Case study: radar in action
A major operator of a large-scale tank farm faced significant challenges in preventing overfills. Its existing methods of obtaining measurements – float systems and tilt switches–were prone to inaccuracies and mechanical failure, requiring
frequent maintenance and leading to operational inefficiencies and potential safety hazards. Seeking a more reliable solution, the operator explored the potential of using advanced radar level measurement technology.
Radar in tank farms
Radar level measurement in the tank farm can be separated into two broad categories: tank gauging systems and overfill prevention systems.
Tank gauging systems
Initially, the tank farm operator in this case study integrated radar sensors into its tank gauging systems. For nearly 50 years, radar has been used as a means to provide level measurement for tank gauging systems. These custody transfer radars are extremely accurate (+/- 0.5mm). Furthermore, some form of digital communication is usually employed to ensure that accuracy is not lost during the transmission of the level information.
Overfill prevention systems
In recent years, radar level sensors have experienced an increase in usage as part of overfill prevention systems.
These sensors are not affected by changing process conditions; changes in temperature, pressure, or product density do not affect the radar’s ability to detect the overall level of the material in the tank.
Another major benefit of using radar sensors in overfill prevention systems is that they are solid state devices. There are no moving parts, and there is no maintenance or calibration required. Once a sensor is installed, the operator does not have to do anything to keep it running reliably.
After learning of the additional benefits of radar, the tank farm operator expanded its use of sensors beyond tank gauging and into the overfill prevention systems. One standout feature for the operator was the active nature of radar sensors. With the radar sensors constantly measuring the level, the sensors’ output could be compared with inventory management sensors, allowing the client to monitor performance continuously. Discrepancies between sensors could indicate potential issues, giving operators ample warning to address problems before an overfill condition occurred.
Radar sensors constantly run diagnostics and monitor their own performance. If proof tests are required, radar sensors can be tested by remotely activating a function test. In this scenario, the operator sends a command to the radar sensor to perform its diagnostic function. The tool used to send these commands, usually a computer connected to the sensor via a form of digital communication (HART, Modbus, etc.), will produce a report documenting the results of the test.
Deployment methods
Radar used for overfill prevention has the added benefit of mounting capability; it can be mounted on the vessel and deployed in a variety of methods. For example, radar level measurement sensors are typically mounted on the roof of the tank and measure the liquid directly below. In tank farms, it is also common for radar level sensors to be mounted over a floating roof or measuring the liquid surface in a stilling well.
Floating roof mounting
The aforementioned tank farm operator deployed radar sensors in various configurations; one of these configurations was floating roof mounting. When mounted over a floating roof, a radar sensor actually measures the surface of the roof as it travels up and down with the surface of the liquid. The metal roof is highly reflective, thus returning a high amount of radar energy back to the sensor. The construction can be an internal or external floating roof. When it is an external floating roof, the radar sensor is mounted in a fixed location on a bracket, usually near the wall of the tank that is easily accessible for maintenance.

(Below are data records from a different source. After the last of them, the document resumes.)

use anyhow::{bail, Context as _};
use clap::{CommandFactory as _, Parser as _, ValueHint};
use clap_complete::Shell;
use log::{error, info, LevelFilter};
use std::io;
use std::path::PathBuf;
use std::process::ExitCode;

mod mount_manager;
mod utils;
mod version;

use mount_manager::{MountManager, MountOpts};
use utils::SystemCommandRunner;
use version::get_long_version;

const EXAMPLES: &str = "\
Examples:
  pmount /dev/sdb /mnt/usb
  pmount disk.img /mnt/image
  pmount --format qcow2 disk.qcow2 /mnt/image
  pmount --nbd-device /dev/nbd2 disk.img /mnt/image
  pmount --profile single single-partition.img /mnt/image
  pmount --profile raspberrypi raspios.img /mnt/rpi
  pmount --unmount --profile single /mnt/image
  pmount --unmount /mnt/usb";

/// Mount all partitions of a block device or disk image.
#[derive(Clone, Debug, clap::Parser)]
#[command(
    version,
    long_version = get_long_version(),
    about,
    override_usage = "pmount [OPTIONS] <DEVICE_OR_IMAGE> <TARGET_DIR>\n       pmount --unmount [OPTIONS] <TARGET_DIR>",
    after_help = EXAMPLES
)]
pub struct Cli {
    /// Unmount partitions and clean up.
    #[arg(short, long, visible_alias = "umount")]
    unmount: bool,

    /// Image format for qemu-nbd (e.g., qcow2, raw, vmdk).
    #[arg(short, long, env = "PMOUNT_FORMAT", value_name = "FORMAT")]
    format: Option<String>,

    /// NBD device to use (e.g., /dev/nbd1). By default the first free one is used.
    #[arg(
        short = 'd',
        long,
        env = "PMOUNT_NBD_DEVICE",
        value_name = "DEVICE",
        value_hint = ValueHint::FilePath
    )]
    nbd_device: Option<PathBuf>,

    /// Mount profile to use (default, single, raspberrypi).
    #[arg(
        short,
        long,
        env = "PMOUNT_PROFILE",
        value_name = "PROFILE",
        default_value = "default"
    )]
    profile: String,

    /// Increase logging verbosity. Can be passed multiple times.
    #[arg(short, long, action = clap::ArgAction::Count)]
    verbose: u8,

    /// Generate shell completion script and exit.
    #[arg(long, value_name = "SHELL", conflicts_with_all = ["paths", "unmount"])]
    generate_completion: Option<Shell>,

    /// Device or image and target directory. Only target directory with --unmount.
    #[arg(value_name = "PATH", value_hint = ValueHint::AnyPath)]
    paths: Vec<PathBuf>,
}

impl Cli {
    fn log_level(&self) -> LevelFilter {
        match self.verbose {
            0 => LevelFilter::Info,
            1 => LevelFilter::Debug,
            _ => LevelFilter::Trace,
        }
    }

    /// Run the command.
    pub fn run(&self) -> anyhow::Result<()> {
        if let Some(shell) = self.generate_completion {
            clap_complete::generate(shell, &mut Cli::command(), "pmount", &mut io::stdout());
            return Ok(());
        }

        let opts = MountOpts::try_from(self)?;

        if !nix::unistd::Uid::effective().is_root() {
            bail!("this program must be run as root");
        }

        let mut manager = MountManager::new(opts, Box::new(SystemCommandRunner))?;
        info!("using {} profile", manager.profile_name());
        if self.unmount {
            manager
                .unmount()
                .with_context(|| format!("failed to unmount {}", manager.target_dir().display()))
        } else {
            manager
                .mount()
                .with_context(|| format!("failed to mount to {}", manager.target_dir().display()))?;
            if let Some(device) = manager.nbd_device() {
                info!("image is attached to {}", device.display());
            }
            Ok(())
        }
    }
}

impl TryFrom<&Cli> for MountOpts {
    type Error = clap::Error;

    fn try_from(cli: &Cli) -> Result<Self, Self::Error> {
        let usage_error = |message: &str| {
            Cli::command().error(clap::error::ErrorKind::WrongNumberOfValues, message)
        };
        let (source, target_dir) = match (cli.unmount, cli.paths.as_slice()) {
            (true, [target_dir]) => (None, target_dir.clone()),
            (true, _) => {
                return Err(usage_error(
                    "--unmount requires exactly one argument (target directory)",
                ))
            }
            (false, [source, target_dir]) => (Some(source.clone()), target_dir.clone()),
            (false, _) => {
                return Err(usage_error(
                    "mount requires exactly two arguments (device and target directory)",
                ))
            }
        };
        Ok(MountOpts {
            source,
            target_dir,
            format: cli.format.clone(),
            nbd_device: cli.nbd_device.clone(),
            profile: cli.profile.clone(),
        })
    }
}

fn main() -> ExitCode {
    let cli = Cli::parse();

    env_logger::Builder::new()
        .filter_level(cli.log_level())
        .parse_default_env()
        .init();

    match cli.run() {
        Ok(()) => ExitCode::SUCCESS,
        Err(err) => match err.downcast_ref::<clap::Error>() {
            Some(usage) => usage.exit(),
            None => {
                error!("{:#}", err);
                ExitCode::FAILURE
            }
        },
    }
}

On a tank with an internal floating roof, the mounting is the same as when measuring the liquid directly on a fixed roof tank. The difference is that the radar energy is reflected off the roof instead of the liquid. If a casual observer were to see it from outside of the tank, they may not know if the radar sensor was measuring the liquid directly or measuring the metal roof.
Stilling well measurement
Measurement in a stilling well is another common method of measuring liquid level in tank farms. A stilling well in a tank farm is usually constructed using a pipe that is between 4 in. and 10 in. dia., with 8 in. being the most common size. The stilling well is permanently installed in the tank, encompassing the entire measurement range. The measurement takes place entirely within the confines of the stilling well. Stilling wells can be on both fixed roof and floating roof tanks. The advantage to using a stilling well to take a measurement is that nothing outside of the stilling well can impact the measurement signal.
Advanced options with 80 GHz technology
Most modern radar sensors utilise frequency modulated continuous wave technology (FMCW) for making the distance measurement to the product surface. FMCW technology can be both low-powered and very accurate. Alternatively, pulse radar has been used in the past, but manufacturers of radar level sensors have not introduced a radar that employs pulse technology in more than five years. Leading suppliers of radar level sensors are utilising FMCW technology.
The Federal Communications Commission (FCC), US, has allocated three frequency bands for Tank Level Probing Radar: C-band (5.925 – 7.250 GHz), K-band (24.05 – 29.00 GHz), and W-band (75 – 85 GHz). All three have been used throughout the years in tank farms and are still used today.
High focusing with W-band frequencies
The W-band offers some unique differences compared to C-band and K-band. For radar signal transmissions using the same size antenna, the higher the frequency, the smaller the beam angle. 80 GHz radar (W-band) has the narrowest beam angle of the three available frequencies. This means that it focuses the most energy directly below the antenna onto the surface of the product being measured. The result is that, with all things being equal, W-band receives the strongest and most reliable measurement signal when compared to the other frequencies.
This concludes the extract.